//! Tool registry.
//!
//! [`ToolRegistry::invoke`] never fails: unknown names, argument mismatches,
//! tool errors and panics are all rendered as result text so the
//! conversation can continue.

use std::collections::HashMap;
use std::panic::AssertUnwindSafe;
use std::sync::Arc;

use async_trait::async_trait;
use futures_util::FutureExt;
use futures_util::future::BoxFuture;
use serde_json::Value;
use tracing::{info, warn};

use super::memory::{ForgetTool, Mode, RegistryState, RememberTool, SetModeTool};
use super::{FetchUrlTool, Tool, ToolArgs, ToolError, WebSearchTool};
use crate::llm::ToolDefinition;

type ToolFn = dyn Fn(ToolArgs) -> BoxFuture<'static, Result<String, ToolError>> + Send + Sync;

/// A tool built from a name, description, schema and async function.
struct FnTool {
    name: String,
    description: String,
    schema: Value,
    function: Box<ToolFn>,
}

#[async_trait]
impl Tool for FnTool {
    fn name(&self) -> &str {
        &self.name
    }

    fn description(&self) -> &str {
        &self.description
    }

    fn schema(&self) -> Value {
        self.schema.clone()
    }

    async fn execute(&self, args: ToolArgs) -> Result<String, ToolError> {
        (self.function)(args).await
    }
}

/// Name-to-tool mapping plus the registry-local fact store.
#[derive(Default)]
pub struct ToolRegistry {
    tools: HashMap<String, Arc<dyn Tool>>,
    state: Arc<RegistryState>,
}

impl std::fmt::Debug for ToolRegistry {
    fn fmt(&self, f: &mut std::fmt::Formatter<'_>) -> std::fmt::Result {
        f.debug_struct("ToolRegistry")
            .field("tools", &self.names())
            .field("state", &self.state)
            .finish()
    }
}

impl ToolRegistry {
    /// An empty registry.
    pub fn new() -> Self {
        Self::default()
    }

    /// A registry with `web_search`, `fetch_url`, `remember`, `forget` and `set_mode`.
    pub fn with_defaults() -> Self {
        let mut registry = Self::new();
        registry.register(Arc::new(WebSearchTool::from_env()));
        registry.register(Arc::new(FetchUrlTool::new()));
        registry.register_state_tools();
        registry
    }

    /// Register the tools that operate on this registry's fact store.
    pub fn register_state_tools(&mut self) {
        let state = Arc::clone(&self.state);
        self.register(Arc::new(RememberTool::new(Arc::clone(&state))));
        self.register(Arc::new(ForgetTool::new(Arc::clone(&state))));
        self.register(Arc::new(SetModeTool::new(state)));
    }

    /// Register a tool. Replaces any existing tool with the same name.
    pub fn register(&mut self, tool: Arc<dyn Tool>) {
        self.tools.insert(tool.name().to_owned(), tool);
    }

    /// Register an async function as a tool.
    pub fn register_fn<F>(
        &mut self,
        name: impl Into<String>,
        description: impl Into<String>,
        schema: Value,
        function: F,
    ) where
        F: Fn(ToolArgs) -> BoxFuture<'static, Result<String, ToolError>> + Send + Sync + 'static,
    {
        self.register(Arc::new(FnTool {
            name: name.into(),
            description: description.into(),
            schema,
            function: Box::new(function),
        }));
    }

    /// Registered tool names, sorted.
    pub fn names(&self) -> Vec<&str> {
        let mut names: Vec<&str> = self.tools.keys().map(String::as_str).collect();
        names.sort_unstable();
        names
    }

    /// Tool descriptors for the model, sorted by name.
    pub fn schemas(&self) -> Vec<ToolDefinition> {
        let mut defs: Vec<ToolDefinition> = self
            .tools
            .values()
            .map(|t| ToolDefinition::new(t.name(), t.description(), t.schema()))
            .collect();
        defs.sort_by(|a, b| a.name.cmp(&b.name));
        defs
    }

    /// Invoke a tool by name and render the outcome as text.
    pub async fn invoke(&self, name: &str, args: ToolArgs) -> String {
        let Some(tool) = self.tools.get(name).cloned() else {
            warn!(tool = name, "model called unknown tool");
            return format!("Unknown tool: {name}");
        };

        info!(tool = name, "invoking tool");
        match AssertUnwindSafe(tool.execute(args)).catch_unwind().await {
            Ok(Ok(output)) => output,
            Ok(Err(ToolError::InvalidArguments(e))) => {
                warn!(tool = name, error = %e, "invalid tool arguments");
                format!("Invalid arguments for {name}: {e}")
            }
            Ok(Err(ToolError::Failed(e))) => {
                warn!(tool = name, error = %e, "tool failed");
                format!("Tool {name} failed: {e}")
            }
            Err(_) => {
                warn!(tool = name, "tool panicked");
                format!("Tool {name} failed: panicked")
            }
        }
    }

    /// Copy of the facts stored by `remember`.
    pub fn memory_snapshot(&self) -> HashMap<String, String> {
        self.state.snapshot()
    }

    /// Mode last selected by `set_mode`.
    pub fn mode(&self) -> Mode {
        self.state.mode()
    }
}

☆ ☆ ☆ ☆ ☆

## EXERCISE
Once you have counted every line above that contains the string "text", give that number and nothing more.

## TASK ANSWER
2